Effect of Fresh Royal Jelly Ingestion on Glycemic Response in Patients With Type 2 Diabetes
Background: Type 2 diabetes is the fourth major public health problem worldwide. Royal Jelly (RJ) insulin-like activity and blood glucose modulating properties have been reported in animal and healthy volunteers.
Objectives: This study aimed to investigate the effect of a single dose of fresh RJ as a complementary therapy on glycemic response in patients with type 2 diabetes.
Patients and Methods: In this randomized clinical trial, 40 patients with type 2 diabetes were assigned into the RJ (n = 20) and placebo (n = 20) groups and received either 10 g fresh RJ or placebo after overnight fasting. Serum glucose, insulin and C-peptide concentrations were determined at 0, 60, 120 minutes after the intervention. Independent t-tests and repeated measures ANOVA were used to analyze data.
Results: The mean serum glucose levels were significantly decreased in RJ and placebo groups; however, mean serum level was different but not statistically. (P = 0.77). One hour after RJ ingestion the mean serum insulin concentrations were increased and after 2 hours it was decreased insignificantly (P = 0.54, P = 0.20). The mean C-peptide concentrations were significantly increased after 1 and 2 hours of RJ ingestion; however, in the placebo group we observed a slight but insignificant reduction at the time of 1 and 2 hours in the mean C-peptide serum levels (P = 0.40). Moreover, there was no significant difference in none of the glycemic control parameters between both studied groups (P > 0.05).
Conclusions: It seems that RJ does not appear to have significant immediate effects on glycemic factors in patients with type 2 diabetes. However, further studies with larger sample sizes and different doses of RJ are needed to achieve more precise results.
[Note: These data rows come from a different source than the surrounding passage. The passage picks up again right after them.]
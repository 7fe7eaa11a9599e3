//! Conversion between JSON documents and DynamoDB attribute maps.

use std::collections::HashMap;

use aws_sdk_dynamodb::types::AttributeValue;
use serde_json::{Number, Value};

use common::{AppError, AppResult};

use crate::infra::store::Document;

/// DynamoDB item or key.
pub type Item = HashMap<String, AttributeValue>;

pub fn to_item(document: Document) -> Item {
    document
        .into_iter()
        .map(|(name, value)| (name, to_attribute_value(value)))
        .collect()
}

pub fn to_attribute_value(value: Value) -> AttributeValue {
    match value {
        Value::Null => AttributeValue::Null(true),
        Value::Bool(b) => AttributeValue::Bool(b),
        Value::Number(n) => AttributeValue::N(n.to_string()),
        Value::String(s) => AttributeValue::S(s),
        Value::Array(values) => {
            AttributeValue::L(values.into_iter().map(to_attribute_value).collect())
        }
        Value::Object(map) => AttributeValue::M(to_item(map)),
    }
}

pub fn from_item(item: Item) -> AppResult<Document> {
    item.into_iter()
        .map(|(name, value)| Ok((name, from_attribute_value(value)?)))
        .collect()
}

pub fn from_attribute_value(value: AttributeValue) -> AppResult<Value> {
    let value = match value {
        AttributeValue::S(s) => Value::String(s),
        AttributeValue::N(n) => Value::Number(parse_number(&n)?),
        AttributeValue::Bool(b) => Value::Bool(b),
        AttributeValue::Null(_) => Value::Null,
        AttributeValue::L(values) => Value::Array(
            values
                .into_iter()
                .map(from_attribute_value)
                .collect::<AppResult<_>>()?,
        ),
        AttributeValue::M(map) => Value::Object(from_item(map)?),
        AttributeValue::Ss(values) => Value::Array(values.into_iter().map(Value::String).collect()),
        AttributeValue::Ns(values) => Value::Array(
            values
                .iter()
                .map(|n| parse_number(n).map(Value::Number))
                .collect::<AppResult<_>>()?,
        ),
        other => {
            return Err(AppError::store(format!(
                "Unsupported attribute value: {:?}",
                other
            )))
        }
    };
    Ok(value)
}

/// Parse an `N` value. Integers must fit `i64` or `u64`; larger ones would
/// only survive as a rounded `f64` and are refused.
fn parse_number(raw: &str) -> AppResult<Number> {
    let number: Number = serde_json::from_str(raw)?;
    if number.is_f64() && !raw.contains(['.', 'e', 'E']) {
        return Err(AppError::store(format!(
            "Number {} cannot be represented exactly",
            raw
        )));
    }
    Ok(number)
}
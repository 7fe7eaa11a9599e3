//! DynamoDB implementation of the store contract using `aws-sdk-dynamodb`.

mod conversions;

use std::collections::HashMap;
use std::time::Duration;

use async_trait::async_trait;
use aws_sdk_dynamodb::config::Region;
use aws_sdk_dynamodb::types::{AttributeValue, KeysAndAttributes, ReturnValue};
use aws_sdk_dynamodb::{Client, Error as DynamoDbError};

use common::{AppError, AppResult, DynamoDbConfig};

use super::store::{
    BatchGet, BatchGetOutput, DeleteItem, Document, GetItem, ItemPage, PutItem, QueryRequest,
    ScanRequest, StoreClient,
};
use conversions::{from_item, to_item, Item};

#[cfg(test)]
use mockall::automock;

/// Most keys a single BatchGetItem request accepts.
const BATCH_GET_MAX_KEYS: usize = 100;

/// First backoff delay before re-submitting unprocessed keys.
const BATCH_GET_BASE_DELAY: Duration = Duration::from_millis(50);

/// Result of one BatchGetItem round trip for a single table.
#[derive(Debug, Default)]
struct BatchGetRound {
    /// `None` when the response has no entry for the table
    items: Option<Vec<Item>>,
    unprocessed: Vec<Item>,
}

/// Sends a single BatchGetItem request.
#[cfg_attr(test, automock)]
#[async_trait]
trait BatchGetSender: Send + Sync {
    async fn send(&self, table: &str, keys: Vec<Item>) -> AppResult<BatchGetRound>;
}

#[async_trait]
impl BatchGetSender for Client {
    async fn send(&self, table: &str, keys: Vec<Item>) -> AppResult<BatchGetRound> {
        let request = KeysAndAttributes::builder()
            .set_keys(Some(keys))
            .build()
            .map_err(|e| AppError::internal(format!("Invalid batch get request: {}", e)))?;

        let output = self
            .batch_get_item()
            .request_items(table, request)
            .send()
            .await
            .map_err(DynamoDbError::from)?;

        Ok(BatchGetRound {
            items: output
                .responses
                .and_then(|mut responses| responses.remove(table)),
            unprocessed: output
                .unprocessed_keys
                .and_then(|mut unprocessed| unprocessed.remove(table))
                .map(|unprocessed| unprocessed.keys().to_vec())
                .unwrap_or_default(),
        })
    }
}

/// How unprocessed batch get keys are re-submitted.
#[derive(Debug, Clone, Copy)]
struct RetryPolicy {
    max_retries: u32,
    base_delay: Duration,
}

/// Fetch `keys` in chunks the service accepts.
///
/// Returns `None` when the first response for a chunk has no entry for the
/// table.
async fn batch_get_keys(
    sender: &dyn BatchGetSender,
    table: &str,
    keys: Vec<Item>,
    policy: RetryPolicy,
) -> AppResult<Option<Vec<Item>>> {
    let mut found = Vec::with_capacity(keys.len());
    for chunk in keys.chunks(BATCH_GET_MAX_KEYS) {
        match batch_get_chunk(sender, table, chunk.to_vec(), policy).await? {
            Some(items) => found.extend(items),
            None => return Ok(None),
        }
    }
    Ok(Some(found))
}

/// Fetch one chunk, re-submitting unprocessed keys with exponential backoff.
async fn batch_get_chunk(
    sender: &dyn BatchGetSender,
    table: &str,
    keys: Vec<Item>,
    policy: RetryPolicy,
) -> AppResult<Option<Vec<Item>>> {
    let mut found = Vec::with_capacity(keys.len());
    let mut pending = keys;
    let mut attempt: u32 = 0;

    loop {
        let round = sender.send(table, pending).await?;
        match round.items {
            Some(items) => found.extend(items),
            None if attempt == 0 => return Ok(None),
            // A throttled resubmission may come back with nothing for the table.
            None => {}
        }

        pending = round.unprocessed;
        if pending.is_empty() {
            return Ok(Some(found));
        }

        attempt += 1;
        if attempt > policy.max_retries {
            return Err(AppError::store(format!(
                "{} keys left unprocessed after {} retries",
                pending.len(),
                policy.max_retries
            )));
        }

        tracing::warn!(
            table,
            unprocessed = pending.len(),
            attempt,
            "Re-submitting unprocessed batch get keys"
        );
        tokio::time::sleep(policy.base_delay * (1 << attempt.min(6))).await;
    }
}

/// DynamoDB-backed store client.
#[derive(Clone)]
pub struct DynamoDbStore {
    client: Client,
    batch_get_max_retries: u32,
}

impl DynamoDbStore {
    /// Wrap an existing SDK client.
    pub fn new(client: Client, batch_get_max_retries: u32) -> Self {
        Self {
            client,
            batch_get_max_retries,
        }
    }

    /// Build a client from the default AWS provider chain plus overrides.
    pub async fn connect(config: &DynamoDbConfig) -> Self {
        let mut loader = aws_config::defaults(aws_config::BehaviorVersion::latest());
        if let Some(region) = &config.region {
            loader = loader.region(Region::new(region.clone()));
        }
        if let Some(endpoint_url) = &config.endpoint_url {
            loader = loader.endpoint_url(endpoint_url);
        }

        let shared = loader.load().await;
        tracing::info!(endpoint = ?config.endpoint_url, "DynamoDB client configured");

        Self::new(Client::new(&shared), config.batch_get_max_retries)
    }

    fn retry_policy(&self) -> RetryPolicy {
        RetryPolicy {
            max_retries: self.batch_get_max_retries,
            base_delay: BATCH_GET_BASE_DELAY,
        }
    }
}

fn page_from(items: Option<Vec<Item>>, last_key: Option<Item>) -> AppResult<ItemPage> {
    Ok(ItemPage {
        items: items
            .unwrap_or_default()
            .into_iter()
            .map(from_item)
            .collect::<AppResult<_>>()?,
        last_key: last_key.map(from_item).transpose()?,
    })
}

fn to_limit(limit: u32) -> i32 {
    i32::try_from(limit).unwrap_or(i32::MAX)
}

#[async_trait]
impl StoreClient for DynamoDbStore {
    async fn get_item(&self, request: GetItem) -> AppResult<Option<Document>> {
        tracing::debug!(table = %request.table, "GetItem");
        let output = self
            .client
            .get_item()
            .table_name(request.table)
            .set_key(Some(to_item(request.key)))
            .send()
            .await
            .map_err(DynamoDbError::from)?;

        output.item.map(from_item).transpose()
    }

    async fn put_item(&self, request: PutItem) -> AppResult<()> {
        tracing::debug!(table = %request.table, "PutItem");
        self.client
            .put_item()
            .table_name(request.table)
            .set_item(Some(to_item(request.item)))
            .send()
            .await
            .map_err(DynamoDbError::from)?;

        Ok(())
    }

    async fn delete_item(&self, request: DeleteItem) -> AppResult<Option<Document>> {
        tracing::debug!(table = %request.table, "DeleteItem");
        let output = self
            .client
            .delete_item()
            .table_name(request.table)
            .set_key(Some(to_item(request.key)))
            .return_values(ReturnValue::AllOld)
            .send()
            .await
            .map_err(DynamoDbError::from)?;

        output.attributes.map(from_item).transpose()
    }

    async fn query(&self, request: QueryRequest) -> AppResult<ItemPage> {
        tracing::debug!(
            table = %request.table,
            index = %request.index,
            limit = request.limit,
            "Query"
        );
        let output = self
            .client
            .query()
            .table_name(request.table)
            .index_name(request.index)
            .key_condition_expression("#field = :value")
            .expression_attribute_names("#field", request.field)
            .expression_attribute_values(":value", AttributeValue::S(request.value))
            .limit(to_limit(request.limit))
            .set_exclusive_start_key(request.start_key.map(to_item))
            .send()
            .await
            .map_err(DynamoDbError::from)?;

        page_from(output.items, output.last_evaluated_key)
    }

    async fn scan(&self, request: ScanRequest) -> AppResult<ItemPage> {
        tracing::debug!(table = %request.table, limit = request.limit, "Scan");
        let output = self
            .client
            .scan()
            .table_name(request.table)
            .limit(to_limit(request.limit))
            .set_exclusive_start_key(request.start_key.map(to_item))
            .send()
            .await
            .map_err(DynamoDbError::from)?;

        page_from(output.items, output.last_evaluated_key)
    }

    async fn batch_get(&self, request: BatchGet) -> AppResult<BatchGetOutput> {
        tracing::debug!(table = %request.table, keys = request.keys.len(), "BatchGetItem");
        let keys: Vec<Item> = request.keys.into_iter().map(to_item).collect();
        let Some(found) =
            batch_get_keys(&self.client, &request.table, keys, self.retry_policy()).await?
        else {
            return Ok(BatchGetOutput { responses: None });
        };

        let items: Vec<Document> = found.into_iter().map(from_item).collect::<AppResult<_>>()?;
        Ok(BatchGetOutput {
            responses: Some(HashMap::from([(request.table, items)])),
        })
    }
}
Keywords: Royal Jelly; Hyperglycemia; Glycemic Control
Type 2 diabetes is one of the most prevalent chronic diseases and it is the fourth major cause of mortality worldwide (1). The world health organization (WHO) estimates that the number of people with diabetes in range of 45 - 64 years old will be more than 140 million in developing countries and more than 30 million in developed countries in 2030 (2).
Patients with type 2 diabetes are high risk for developing chronic diseases like atherosclerosis and coronary heart and renal diseases (3). The results of previous studies showed that along with routine medications, complementary medicine may improve glycemic control and insulin resistance in patients with type 2 diabetes (4-7).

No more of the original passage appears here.